(Source data)

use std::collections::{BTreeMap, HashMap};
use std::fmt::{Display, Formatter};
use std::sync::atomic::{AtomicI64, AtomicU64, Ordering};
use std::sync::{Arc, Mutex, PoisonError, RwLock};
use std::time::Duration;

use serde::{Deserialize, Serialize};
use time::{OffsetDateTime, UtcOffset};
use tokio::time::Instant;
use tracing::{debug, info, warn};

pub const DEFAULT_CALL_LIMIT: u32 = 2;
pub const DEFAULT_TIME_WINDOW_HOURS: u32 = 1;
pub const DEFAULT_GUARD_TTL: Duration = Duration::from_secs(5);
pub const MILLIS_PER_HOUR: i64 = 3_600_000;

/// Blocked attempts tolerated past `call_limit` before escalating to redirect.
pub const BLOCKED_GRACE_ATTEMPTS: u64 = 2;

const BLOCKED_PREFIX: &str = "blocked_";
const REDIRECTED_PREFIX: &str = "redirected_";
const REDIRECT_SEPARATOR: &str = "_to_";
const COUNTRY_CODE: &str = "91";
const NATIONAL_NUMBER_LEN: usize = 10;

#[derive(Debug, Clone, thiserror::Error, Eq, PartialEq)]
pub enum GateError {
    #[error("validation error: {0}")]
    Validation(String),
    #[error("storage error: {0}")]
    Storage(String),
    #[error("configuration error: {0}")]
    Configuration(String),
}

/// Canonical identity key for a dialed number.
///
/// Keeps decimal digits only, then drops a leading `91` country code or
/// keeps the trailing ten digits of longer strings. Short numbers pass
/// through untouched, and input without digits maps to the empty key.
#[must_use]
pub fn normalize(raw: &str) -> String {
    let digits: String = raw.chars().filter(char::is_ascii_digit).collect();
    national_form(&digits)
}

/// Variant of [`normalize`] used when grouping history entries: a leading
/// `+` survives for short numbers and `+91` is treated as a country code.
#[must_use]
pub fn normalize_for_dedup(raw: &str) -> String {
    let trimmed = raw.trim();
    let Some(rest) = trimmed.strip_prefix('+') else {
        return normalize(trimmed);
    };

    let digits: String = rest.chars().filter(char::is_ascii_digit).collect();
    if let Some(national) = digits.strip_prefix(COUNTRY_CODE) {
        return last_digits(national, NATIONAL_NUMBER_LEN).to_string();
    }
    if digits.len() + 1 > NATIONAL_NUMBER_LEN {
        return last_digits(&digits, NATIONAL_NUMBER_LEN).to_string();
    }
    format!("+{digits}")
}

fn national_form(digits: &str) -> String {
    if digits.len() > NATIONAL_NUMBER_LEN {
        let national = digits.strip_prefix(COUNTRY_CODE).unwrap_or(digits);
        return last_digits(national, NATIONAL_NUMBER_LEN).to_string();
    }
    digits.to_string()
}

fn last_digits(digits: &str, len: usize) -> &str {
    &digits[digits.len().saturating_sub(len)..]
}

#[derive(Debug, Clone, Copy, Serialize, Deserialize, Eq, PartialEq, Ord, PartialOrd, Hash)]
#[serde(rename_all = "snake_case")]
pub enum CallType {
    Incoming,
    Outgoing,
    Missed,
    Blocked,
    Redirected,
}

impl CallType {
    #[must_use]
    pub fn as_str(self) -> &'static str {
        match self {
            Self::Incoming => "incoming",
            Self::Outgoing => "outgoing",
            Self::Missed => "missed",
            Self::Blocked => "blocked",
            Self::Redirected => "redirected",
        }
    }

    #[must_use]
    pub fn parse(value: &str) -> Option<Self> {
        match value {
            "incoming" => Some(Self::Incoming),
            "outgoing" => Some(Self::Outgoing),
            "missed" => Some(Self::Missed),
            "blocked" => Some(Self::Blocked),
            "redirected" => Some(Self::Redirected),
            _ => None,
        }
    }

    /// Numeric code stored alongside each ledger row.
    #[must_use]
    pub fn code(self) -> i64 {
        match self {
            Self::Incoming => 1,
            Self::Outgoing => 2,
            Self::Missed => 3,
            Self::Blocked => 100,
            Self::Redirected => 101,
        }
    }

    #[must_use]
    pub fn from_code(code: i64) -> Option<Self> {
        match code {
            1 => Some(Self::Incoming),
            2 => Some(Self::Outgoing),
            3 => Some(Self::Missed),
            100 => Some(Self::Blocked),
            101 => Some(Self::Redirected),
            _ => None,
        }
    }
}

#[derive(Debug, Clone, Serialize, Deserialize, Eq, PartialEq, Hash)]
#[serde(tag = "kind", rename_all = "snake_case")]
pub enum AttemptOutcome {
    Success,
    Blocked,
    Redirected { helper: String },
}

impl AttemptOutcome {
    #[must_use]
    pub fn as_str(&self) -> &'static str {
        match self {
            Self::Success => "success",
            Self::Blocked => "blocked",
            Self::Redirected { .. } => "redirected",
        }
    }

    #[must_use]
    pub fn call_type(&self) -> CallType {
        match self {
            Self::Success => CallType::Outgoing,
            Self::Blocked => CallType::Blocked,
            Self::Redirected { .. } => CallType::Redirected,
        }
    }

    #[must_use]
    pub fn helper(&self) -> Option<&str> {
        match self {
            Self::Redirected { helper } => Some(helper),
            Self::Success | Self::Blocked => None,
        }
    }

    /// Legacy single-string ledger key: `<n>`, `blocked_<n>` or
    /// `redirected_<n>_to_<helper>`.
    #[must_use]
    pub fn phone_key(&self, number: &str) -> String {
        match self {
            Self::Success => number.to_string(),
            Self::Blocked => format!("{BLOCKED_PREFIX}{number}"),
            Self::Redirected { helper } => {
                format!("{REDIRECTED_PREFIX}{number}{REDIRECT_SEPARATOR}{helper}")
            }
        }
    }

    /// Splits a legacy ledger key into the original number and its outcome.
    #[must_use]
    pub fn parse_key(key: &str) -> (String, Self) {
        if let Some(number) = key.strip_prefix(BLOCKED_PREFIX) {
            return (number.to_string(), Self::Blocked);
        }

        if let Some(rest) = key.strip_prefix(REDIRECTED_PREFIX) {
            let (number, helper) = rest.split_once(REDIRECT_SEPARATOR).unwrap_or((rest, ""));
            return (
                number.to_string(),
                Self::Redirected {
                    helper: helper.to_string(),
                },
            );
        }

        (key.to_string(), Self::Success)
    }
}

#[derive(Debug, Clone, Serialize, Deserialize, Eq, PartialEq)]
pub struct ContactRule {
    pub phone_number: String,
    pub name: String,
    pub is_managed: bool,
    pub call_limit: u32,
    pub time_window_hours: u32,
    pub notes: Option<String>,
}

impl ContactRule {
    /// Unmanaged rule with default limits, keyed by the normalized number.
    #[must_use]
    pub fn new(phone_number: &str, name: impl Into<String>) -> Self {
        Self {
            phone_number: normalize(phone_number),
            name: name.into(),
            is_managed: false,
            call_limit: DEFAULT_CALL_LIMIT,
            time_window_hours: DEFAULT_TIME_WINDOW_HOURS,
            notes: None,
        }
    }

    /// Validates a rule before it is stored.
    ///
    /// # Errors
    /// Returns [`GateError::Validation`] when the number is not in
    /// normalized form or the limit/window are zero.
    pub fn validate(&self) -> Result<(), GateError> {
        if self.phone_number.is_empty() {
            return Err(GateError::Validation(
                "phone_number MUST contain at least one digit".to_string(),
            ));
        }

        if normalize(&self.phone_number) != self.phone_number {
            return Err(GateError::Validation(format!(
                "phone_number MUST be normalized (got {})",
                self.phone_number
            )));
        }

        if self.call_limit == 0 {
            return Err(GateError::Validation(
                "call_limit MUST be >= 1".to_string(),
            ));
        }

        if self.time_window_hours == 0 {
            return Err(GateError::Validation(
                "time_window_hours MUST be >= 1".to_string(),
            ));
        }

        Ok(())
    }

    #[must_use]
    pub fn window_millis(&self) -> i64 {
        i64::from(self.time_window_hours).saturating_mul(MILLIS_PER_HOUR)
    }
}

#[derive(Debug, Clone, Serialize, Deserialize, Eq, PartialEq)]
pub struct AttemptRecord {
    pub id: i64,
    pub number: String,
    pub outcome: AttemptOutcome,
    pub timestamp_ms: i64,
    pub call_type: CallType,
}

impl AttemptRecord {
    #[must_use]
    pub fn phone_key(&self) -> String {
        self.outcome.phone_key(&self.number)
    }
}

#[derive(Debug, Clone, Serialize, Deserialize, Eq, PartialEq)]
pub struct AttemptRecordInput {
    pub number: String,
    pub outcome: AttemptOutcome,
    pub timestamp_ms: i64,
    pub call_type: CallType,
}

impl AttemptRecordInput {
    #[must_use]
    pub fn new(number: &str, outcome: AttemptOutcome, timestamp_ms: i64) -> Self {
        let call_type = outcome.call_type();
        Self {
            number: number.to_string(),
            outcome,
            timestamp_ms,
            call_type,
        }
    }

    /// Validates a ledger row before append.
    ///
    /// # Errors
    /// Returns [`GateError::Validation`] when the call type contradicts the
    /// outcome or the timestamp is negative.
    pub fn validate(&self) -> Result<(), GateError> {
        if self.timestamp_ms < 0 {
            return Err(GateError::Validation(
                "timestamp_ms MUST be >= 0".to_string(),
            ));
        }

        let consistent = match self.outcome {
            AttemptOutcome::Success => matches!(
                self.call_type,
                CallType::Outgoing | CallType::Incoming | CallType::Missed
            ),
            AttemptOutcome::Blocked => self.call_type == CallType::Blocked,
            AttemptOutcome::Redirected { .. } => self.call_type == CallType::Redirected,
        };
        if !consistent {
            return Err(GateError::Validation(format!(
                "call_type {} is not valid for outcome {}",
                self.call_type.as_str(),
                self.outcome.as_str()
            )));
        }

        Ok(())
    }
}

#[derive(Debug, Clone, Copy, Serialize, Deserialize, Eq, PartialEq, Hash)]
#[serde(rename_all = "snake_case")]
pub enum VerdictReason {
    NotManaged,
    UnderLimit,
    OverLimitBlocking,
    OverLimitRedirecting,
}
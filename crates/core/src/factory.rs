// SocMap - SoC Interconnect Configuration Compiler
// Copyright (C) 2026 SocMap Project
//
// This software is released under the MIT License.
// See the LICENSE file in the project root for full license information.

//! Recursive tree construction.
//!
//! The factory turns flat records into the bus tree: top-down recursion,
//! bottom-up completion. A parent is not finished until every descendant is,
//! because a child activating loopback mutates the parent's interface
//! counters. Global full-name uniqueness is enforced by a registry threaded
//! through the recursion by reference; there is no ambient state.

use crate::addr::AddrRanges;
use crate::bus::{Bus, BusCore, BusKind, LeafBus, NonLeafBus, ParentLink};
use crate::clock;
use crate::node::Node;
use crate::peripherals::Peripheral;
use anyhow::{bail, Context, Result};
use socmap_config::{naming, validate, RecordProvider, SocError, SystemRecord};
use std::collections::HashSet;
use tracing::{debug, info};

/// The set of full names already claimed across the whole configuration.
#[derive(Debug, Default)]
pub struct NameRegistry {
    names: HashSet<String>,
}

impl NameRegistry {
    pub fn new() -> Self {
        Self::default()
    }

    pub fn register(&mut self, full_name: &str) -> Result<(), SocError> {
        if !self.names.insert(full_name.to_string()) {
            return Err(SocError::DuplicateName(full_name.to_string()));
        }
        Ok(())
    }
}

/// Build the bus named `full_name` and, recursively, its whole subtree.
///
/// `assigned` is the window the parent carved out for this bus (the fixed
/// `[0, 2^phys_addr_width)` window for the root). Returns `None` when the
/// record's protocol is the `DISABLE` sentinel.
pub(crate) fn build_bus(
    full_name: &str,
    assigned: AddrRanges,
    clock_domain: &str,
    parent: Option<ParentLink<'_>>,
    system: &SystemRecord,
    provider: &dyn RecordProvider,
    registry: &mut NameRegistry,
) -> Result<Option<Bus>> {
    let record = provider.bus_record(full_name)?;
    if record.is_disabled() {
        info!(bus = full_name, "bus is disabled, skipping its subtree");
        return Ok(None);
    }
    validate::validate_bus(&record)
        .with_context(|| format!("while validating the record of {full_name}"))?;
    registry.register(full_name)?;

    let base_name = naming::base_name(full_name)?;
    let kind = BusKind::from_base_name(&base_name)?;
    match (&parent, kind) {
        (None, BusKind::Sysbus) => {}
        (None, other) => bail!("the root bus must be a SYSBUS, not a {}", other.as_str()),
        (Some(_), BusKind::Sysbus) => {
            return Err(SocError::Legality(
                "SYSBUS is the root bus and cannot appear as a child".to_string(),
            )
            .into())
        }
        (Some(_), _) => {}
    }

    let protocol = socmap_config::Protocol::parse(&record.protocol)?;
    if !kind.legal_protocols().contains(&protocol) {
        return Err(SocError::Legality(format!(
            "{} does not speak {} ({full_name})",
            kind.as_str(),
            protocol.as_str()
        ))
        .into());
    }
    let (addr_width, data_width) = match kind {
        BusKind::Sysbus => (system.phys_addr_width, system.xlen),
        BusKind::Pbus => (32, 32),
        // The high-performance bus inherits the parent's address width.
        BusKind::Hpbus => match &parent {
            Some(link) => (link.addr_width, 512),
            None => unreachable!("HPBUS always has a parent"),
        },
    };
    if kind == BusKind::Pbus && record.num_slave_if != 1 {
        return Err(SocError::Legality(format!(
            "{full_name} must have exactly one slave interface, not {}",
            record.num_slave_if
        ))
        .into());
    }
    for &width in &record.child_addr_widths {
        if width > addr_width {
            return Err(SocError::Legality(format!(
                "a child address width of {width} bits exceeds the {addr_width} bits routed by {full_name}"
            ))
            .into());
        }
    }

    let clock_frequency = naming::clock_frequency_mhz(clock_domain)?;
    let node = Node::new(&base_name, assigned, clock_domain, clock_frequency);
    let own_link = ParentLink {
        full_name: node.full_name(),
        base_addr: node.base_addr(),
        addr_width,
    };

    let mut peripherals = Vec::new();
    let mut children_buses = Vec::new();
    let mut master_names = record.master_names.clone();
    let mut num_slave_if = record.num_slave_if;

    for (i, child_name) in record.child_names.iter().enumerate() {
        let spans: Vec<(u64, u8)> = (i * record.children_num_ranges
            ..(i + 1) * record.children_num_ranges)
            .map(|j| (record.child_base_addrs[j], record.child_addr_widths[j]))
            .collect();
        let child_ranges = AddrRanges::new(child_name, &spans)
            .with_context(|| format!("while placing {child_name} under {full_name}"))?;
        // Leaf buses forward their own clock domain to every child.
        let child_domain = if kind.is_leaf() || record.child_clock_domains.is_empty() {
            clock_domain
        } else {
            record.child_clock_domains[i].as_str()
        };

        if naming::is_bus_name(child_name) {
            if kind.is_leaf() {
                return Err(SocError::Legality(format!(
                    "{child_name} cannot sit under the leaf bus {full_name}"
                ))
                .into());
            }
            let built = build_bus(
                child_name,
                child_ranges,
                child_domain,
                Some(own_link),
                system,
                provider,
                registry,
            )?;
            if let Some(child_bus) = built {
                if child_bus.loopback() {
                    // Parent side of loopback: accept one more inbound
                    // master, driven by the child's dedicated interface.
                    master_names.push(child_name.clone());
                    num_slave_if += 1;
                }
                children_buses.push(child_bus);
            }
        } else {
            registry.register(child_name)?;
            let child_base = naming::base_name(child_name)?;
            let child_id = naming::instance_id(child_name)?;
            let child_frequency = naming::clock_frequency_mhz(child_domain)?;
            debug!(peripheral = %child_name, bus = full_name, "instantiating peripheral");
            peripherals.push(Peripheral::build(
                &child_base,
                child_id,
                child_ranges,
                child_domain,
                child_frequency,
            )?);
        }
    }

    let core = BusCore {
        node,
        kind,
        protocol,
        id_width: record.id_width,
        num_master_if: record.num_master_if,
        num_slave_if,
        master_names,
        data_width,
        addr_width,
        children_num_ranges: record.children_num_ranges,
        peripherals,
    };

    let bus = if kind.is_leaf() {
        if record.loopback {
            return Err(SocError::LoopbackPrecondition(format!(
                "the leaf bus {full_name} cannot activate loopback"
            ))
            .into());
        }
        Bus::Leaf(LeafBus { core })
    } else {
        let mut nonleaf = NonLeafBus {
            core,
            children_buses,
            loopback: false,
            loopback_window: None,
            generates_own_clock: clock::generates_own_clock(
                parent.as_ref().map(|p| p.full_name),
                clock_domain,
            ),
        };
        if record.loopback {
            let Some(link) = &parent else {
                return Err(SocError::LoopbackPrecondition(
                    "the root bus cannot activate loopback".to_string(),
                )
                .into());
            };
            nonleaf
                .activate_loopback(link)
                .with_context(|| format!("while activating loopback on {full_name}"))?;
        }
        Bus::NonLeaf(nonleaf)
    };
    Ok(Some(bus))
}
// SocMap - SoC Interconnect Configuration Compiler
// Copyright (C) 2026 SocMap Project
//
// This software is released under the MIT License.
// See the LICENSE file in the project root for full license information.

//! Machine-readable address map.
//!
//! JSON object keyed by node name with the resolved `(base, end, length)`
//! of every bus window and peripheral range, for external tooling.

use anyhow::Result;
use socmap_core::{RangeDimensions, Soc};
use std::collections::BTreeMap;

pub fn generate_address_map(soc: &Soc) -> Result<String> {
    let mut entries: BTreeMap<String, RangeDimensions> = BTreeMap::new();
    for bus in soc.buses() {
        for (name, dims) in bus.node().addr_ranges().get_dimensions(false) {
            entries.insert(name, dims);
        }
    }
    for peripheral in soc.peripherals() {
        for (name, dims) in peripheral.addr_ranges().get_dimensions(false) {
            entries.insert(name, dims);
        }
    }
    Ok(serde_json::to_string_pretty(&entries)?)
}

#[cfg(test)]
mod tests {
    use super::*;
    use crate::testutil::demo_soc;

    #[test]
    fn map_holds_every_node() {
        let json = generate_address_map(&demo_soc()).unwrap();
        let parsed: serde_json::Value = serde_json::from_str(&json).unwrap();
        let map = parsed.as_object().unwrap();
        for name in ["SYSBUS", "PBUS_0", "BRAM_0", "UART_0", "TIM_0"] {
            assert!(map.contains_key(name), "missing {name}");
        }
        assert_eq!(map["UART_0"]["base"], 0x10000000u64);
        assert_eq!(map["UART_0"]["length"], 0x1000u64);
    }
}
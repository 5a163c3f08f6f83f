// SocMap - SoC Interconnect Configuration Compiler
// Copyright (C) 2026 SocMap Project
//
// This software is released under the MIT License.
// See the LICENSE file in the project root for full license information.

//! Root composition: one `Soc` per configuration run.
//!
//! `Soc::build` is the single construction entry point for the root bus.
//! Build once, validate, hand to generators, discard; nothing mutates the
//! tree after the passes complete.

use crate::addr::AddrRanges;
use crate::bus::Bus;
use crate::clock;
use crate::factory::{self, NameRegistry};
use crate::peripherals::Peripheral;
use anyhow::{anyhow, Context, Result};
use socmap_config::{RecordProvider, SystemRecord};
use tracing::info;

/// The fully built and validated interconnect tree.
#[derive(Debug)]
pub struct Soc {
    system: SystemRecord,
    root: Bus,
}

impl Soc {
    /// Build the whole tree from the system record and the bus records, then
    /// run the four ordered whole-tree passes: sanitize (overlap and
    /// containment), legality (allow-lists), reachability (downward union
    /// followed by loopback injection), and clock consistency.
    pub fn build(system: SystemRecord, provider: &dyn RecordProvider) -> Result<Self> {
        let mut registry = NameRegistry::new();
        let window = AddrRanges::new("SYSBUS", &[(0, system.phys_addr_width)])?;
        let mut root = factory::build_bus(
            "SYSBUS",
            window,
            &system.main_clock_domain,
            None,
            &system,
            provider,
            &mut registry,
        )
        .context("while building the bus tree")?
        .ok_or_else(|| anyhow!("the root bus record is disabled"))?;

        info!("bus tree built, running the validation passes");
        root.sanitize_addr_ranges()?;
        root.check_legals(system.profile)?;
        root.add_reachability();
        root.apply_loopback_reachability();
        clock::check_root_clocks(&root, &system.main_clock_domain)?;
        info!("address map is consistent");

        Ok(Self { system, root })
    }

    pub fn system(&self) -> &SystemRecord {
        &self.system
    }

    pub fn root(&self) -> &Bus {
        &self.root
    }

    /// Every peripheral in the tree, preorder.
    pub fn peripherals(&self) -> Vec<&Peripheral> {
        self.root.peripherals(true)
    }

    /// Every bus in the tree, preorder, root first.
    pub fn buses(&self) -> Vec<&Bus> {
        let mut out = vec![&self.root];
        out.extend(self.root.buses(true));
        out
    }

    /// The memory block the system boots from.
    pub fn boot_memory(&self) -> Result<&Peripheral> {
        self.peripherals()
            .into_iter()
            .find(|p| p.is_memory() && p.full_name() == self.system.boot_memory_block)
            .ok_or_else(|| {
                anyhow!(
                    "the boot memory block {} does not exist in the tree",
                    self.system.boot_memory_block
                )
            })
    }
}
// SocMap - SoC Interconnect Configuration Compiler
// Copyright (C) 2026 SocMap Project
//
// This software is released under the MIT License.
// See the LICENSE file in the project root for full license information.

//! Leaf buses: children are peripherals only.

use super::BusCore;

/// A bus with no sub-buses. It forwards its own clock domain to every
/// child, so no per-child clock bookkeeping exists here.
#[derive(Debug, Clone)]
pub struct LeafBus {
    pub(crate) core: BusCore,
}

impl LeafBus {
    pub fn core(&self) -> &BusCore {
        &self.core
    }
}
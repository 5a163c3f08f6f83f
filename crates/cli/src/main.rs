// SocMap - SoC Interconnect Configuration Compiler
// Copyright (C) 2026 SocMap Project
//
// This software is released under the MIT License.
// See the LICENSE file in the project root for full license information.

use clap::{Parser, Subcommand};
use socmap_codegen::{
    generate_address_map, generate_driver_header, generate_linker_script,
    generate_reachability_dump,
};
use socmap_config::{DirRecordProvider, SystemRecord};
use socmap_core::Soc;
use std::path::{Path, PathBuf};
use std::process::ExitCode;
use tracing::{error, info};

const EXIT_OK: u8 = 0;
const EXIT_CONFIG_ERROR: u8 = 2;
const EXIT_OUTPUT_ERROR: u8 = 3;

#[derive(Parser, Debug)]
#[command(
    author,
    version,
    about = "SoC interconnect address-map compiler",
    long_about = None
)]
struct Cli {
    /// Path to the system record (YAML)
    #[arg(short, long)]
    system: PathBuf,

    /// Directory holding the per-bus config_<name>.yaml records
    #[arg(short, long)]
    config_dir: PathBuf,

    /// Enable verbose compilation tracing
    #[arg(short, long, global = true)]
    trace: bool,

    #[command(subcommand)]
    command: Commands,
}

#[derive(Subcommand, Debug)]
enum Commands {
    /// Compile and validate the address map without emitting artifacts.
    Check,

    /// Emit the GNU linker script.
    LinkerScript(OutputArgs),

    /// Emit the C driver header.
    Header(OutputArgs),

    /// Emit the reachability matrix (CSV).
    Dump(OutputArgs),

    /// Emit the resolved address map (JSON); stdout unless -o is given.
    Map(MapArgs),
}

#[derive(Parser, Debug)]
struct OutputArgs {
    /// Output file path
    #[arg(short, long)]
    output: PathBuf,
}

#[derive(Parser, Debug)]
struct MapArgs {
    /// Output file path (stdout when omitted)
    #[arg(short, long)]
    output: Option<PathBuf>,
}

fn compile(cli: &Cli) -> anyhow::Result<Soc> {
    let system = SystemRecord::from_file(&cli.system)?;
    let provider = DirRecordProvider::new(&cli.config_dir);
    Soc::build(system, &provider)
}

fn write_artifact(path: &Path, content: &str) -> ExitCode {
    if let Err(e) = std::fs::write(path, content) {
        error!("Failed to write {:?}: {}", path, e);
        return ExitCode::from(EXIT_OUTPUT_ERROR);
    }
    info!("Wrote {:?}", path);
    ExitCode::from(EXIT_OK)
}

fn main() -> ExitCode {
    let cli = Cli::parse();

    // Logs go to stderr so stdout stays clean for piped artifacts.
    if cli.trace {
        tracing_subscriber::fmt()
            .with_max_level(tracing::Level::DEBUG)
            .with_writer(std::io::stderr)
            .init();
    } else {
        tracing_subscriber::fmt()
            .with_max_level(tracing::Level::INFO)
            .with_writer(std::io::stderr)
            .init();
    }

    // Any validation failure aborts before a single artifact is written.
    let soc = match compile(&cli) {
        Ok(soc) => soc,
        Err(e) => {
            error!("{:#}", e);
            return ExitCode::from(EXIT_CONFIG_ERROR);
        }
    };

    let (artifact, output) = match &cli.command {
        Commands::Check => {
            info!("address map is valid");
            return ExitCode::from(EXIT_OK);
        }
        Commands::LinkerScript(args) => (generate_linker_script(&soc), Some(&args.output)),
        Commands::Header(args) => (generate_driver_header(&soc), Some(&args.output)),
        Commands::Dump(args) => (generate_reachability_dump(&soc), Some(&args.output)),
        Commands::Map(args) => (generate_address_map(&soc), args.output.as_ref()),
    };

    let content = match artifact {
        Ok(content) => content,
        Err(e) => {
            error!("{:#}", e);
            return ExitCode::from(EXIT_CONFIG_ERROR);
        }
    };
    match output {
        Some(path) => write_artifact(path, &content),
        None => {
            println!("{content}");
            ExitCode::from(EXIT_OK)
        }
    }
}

(End Source data)

• [The task]
What lines in the material above hold the string "OutputArgs"? List them.

• [Task solution]
    LinkerScript(OutputArgs),
    Header(OutputArgs),
    Dump(OutputArgs),
struct OutputArgs {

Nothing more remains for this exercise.